▸ **TRY IT**
Copy exactly the lines of the material below that run from the one containing "repository 2f2fa0f26b87ac0a" through the one containing "use futures::stream::select_all;". Copy no other lines.

-------- THE INPUT --------

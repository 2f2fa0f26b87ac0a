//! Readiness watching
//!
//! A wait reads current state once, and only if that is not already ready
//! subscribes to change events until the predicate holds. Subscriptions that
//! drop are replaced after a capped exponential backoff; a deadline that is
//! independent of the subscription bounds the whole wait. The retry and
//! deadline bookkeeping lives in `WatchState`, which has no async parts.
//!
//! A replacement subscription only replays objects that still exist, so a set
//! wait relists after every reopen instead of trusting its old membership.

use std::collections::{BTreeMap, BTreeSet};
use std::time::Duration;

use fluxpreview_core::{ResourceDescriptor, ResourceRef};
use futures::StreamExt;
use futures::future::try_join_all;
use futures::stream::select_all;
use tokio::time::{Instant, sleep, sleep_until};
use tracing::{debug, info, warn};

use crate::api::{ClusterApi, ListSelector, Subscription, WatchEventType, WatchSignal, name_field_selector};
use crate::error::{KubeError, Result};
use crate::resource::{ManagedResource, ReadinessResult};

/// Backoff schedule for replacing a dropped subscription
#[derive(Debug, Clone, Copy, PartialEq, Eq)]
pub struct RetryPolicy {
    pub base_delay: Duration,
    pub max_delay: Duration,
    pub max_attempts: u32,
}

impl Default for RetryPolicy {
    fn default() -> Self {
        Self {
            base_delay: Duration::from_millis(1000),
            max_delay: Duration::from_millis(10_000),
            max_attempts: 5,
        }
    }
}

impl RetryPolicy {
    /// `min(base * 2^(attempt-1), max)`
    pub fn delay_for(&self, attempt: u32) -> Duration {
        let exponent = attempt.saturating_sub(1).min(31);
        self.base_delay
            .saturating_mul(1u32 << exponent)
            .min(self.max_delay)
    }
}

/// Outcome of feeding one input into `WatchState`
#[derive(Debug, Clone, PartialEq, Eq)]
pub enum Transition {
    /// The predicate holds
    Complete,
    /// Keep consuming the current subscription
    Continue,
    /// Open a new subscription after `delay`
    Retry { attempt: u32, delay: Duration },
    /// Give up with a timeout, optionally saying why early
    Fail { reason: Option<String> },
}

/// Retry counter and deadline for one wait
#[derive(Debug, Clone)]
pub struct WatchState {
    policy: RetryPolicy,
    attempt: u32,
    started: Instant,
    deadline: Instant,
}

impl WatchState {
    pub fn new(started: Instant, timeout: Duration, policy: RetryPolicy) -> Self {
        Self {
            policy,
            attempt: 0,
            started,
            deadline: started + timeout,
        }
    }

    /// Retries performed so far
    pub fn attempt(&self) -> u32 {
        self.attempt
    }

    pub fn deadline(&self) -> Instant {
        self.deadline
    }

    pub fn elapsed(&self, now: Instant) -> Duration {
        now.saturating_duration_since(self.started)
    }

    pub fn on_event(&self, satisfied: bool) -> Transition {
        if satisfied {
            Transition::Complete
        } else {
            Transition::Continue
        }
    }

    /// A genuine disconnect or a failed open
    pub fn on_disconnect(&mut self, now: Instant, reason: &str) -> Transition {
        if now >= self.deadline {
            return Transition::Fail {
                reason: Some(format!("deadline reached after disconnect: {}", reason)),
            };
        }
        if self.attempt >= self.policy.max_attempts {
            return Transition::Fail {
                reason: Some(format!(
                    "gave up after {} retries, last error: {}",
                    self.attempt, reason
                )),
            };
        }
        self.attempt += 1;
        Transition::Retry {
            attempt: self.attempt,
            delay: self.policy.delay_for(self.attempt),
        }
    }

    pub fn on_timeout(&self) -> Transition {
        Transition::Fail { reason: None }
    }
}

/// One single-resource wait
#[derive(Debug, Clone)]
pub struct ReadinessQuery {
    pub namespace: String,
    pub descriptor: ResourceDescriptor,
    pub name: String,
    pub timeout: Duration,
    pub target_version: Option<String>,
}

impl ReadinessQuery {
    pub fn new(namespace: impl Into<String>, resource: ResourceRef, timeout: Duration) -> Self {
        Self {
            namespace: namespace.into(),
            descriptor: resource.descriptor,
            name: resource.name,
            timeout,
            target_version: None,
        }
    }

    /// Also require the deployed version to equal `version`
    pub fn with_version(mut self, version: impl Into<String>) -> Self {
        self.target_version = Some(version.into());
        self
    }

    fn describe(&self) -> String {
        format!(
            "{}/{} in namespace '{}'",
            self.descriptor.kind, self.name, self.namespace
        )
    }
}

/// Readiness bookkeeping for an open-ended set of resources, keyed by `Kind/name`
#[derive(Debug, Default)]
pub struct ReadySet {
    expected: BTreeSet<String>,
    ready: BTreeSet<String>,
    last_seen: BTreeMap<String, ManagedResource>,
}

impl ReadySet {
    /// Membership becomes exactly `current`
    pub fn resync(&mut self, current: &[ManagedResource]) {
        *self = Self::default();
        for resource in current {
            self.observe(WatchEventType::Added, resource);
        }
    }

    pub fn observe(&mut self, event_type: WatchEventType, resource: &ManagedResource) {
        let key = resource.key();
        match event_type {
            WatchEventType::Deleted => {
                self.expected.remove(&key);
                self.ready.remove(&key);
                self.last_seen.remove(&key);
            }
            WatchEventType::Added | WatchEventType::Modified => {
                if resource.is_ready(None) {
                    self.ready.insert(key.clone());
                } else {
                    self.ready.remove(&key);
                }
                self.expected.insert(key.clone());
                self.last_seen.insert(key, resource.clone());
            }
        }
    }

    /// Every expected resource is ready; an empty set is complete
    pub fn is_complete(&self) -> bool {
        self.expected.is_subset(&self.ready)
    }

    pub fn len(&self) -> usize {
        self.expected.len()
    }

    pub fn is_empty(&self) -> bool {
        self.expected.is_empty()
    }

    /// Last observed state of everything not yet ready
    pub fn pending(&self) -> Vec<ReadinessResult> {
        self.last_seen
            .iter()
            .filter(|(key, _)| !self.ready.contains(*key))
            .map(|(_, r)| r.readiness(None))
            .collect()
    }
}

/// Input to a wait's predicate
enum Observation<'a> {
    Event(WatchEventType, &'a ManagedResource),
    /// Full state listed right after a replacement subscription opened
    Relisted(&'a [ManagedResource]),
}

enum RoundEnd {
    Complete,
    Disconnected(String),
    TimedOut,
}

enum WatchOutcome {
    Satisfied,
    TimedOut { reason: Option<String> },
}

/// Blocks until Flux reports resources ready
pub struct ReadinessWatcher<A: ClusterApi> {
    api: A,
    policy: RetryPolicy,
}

--------
-------- THE INPUT --------

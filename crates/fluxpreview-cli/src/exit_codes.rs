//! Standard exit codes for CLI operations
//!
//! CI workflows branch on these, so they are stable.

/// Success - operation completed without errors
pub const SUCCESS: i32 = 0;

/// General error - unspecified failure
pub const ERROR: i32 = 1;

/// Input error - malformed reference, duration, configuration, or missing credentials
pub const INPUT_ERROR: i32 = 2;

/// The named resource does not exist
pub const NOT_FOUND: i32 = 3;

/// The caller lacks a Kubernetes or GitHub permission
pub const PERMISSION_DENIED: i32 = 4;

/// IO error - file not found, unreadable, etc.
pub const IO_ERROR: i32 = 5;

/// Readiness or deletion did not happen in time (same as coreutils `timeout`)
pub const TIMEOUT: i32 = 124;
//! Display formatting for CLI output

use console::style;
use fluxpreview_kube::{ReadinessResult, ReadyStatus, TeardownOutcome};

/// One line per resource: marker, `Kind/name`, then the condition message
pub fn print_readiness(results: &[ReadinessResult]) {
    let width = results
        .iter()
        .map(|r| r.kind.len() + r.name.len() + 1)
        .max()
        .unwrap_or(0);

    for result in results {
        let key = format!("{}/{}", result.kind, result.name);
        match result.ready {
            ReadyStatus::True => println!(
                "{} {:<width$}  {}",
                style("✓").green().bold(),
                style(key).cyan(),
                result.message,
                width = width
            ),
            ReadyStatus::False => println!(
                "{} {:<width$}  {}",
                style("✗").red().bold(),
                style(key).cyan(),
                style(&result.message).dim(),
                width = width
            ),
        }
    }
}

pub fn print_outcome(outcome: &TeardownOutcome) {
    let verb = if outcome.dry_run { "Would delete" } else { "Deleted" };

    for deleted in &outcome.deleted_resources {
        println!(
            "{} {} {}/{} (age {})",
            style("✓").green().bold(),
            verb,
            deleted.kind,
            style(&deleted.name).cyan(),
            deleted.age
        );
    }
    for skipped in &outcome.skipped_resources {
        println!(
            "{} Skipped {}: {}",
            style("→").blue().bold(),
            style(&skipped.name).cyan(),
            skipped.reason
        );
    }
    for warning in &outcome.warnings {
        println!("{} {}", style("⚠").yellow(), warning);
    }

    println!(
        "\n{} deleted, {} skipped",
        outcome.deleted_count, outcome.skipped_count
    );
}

--------

▸ **EXERCISE RESPONSE**
repository 2f2fa0f26b87ac0a
//! Readiness watching
//!
//! A wait reads current state once, and only if that is not already ready
//! subscribes to change events until the predicate holds. Subscriptions that
//! drop are replaced after a capped exponential backoff; a deadline that is
//! independent of the subscription bounds the whole wait. The retry and
//! deadline bookkeeping lives in `WatchState`, which has no async parts.
//!
//! A replacement subscription only replays objects that still exist, so a set
//! wait relists after every reopen instead of trusting its old membership.

use std::collections::{BTreeMap, BTreeSet};
use std::time::Duration;

use fluxpreview_core::{ResourceDescriptor, ResourceRef};
use futures::StreamExt;
use futures::future::try_join_all;
use futures::stream::select_all;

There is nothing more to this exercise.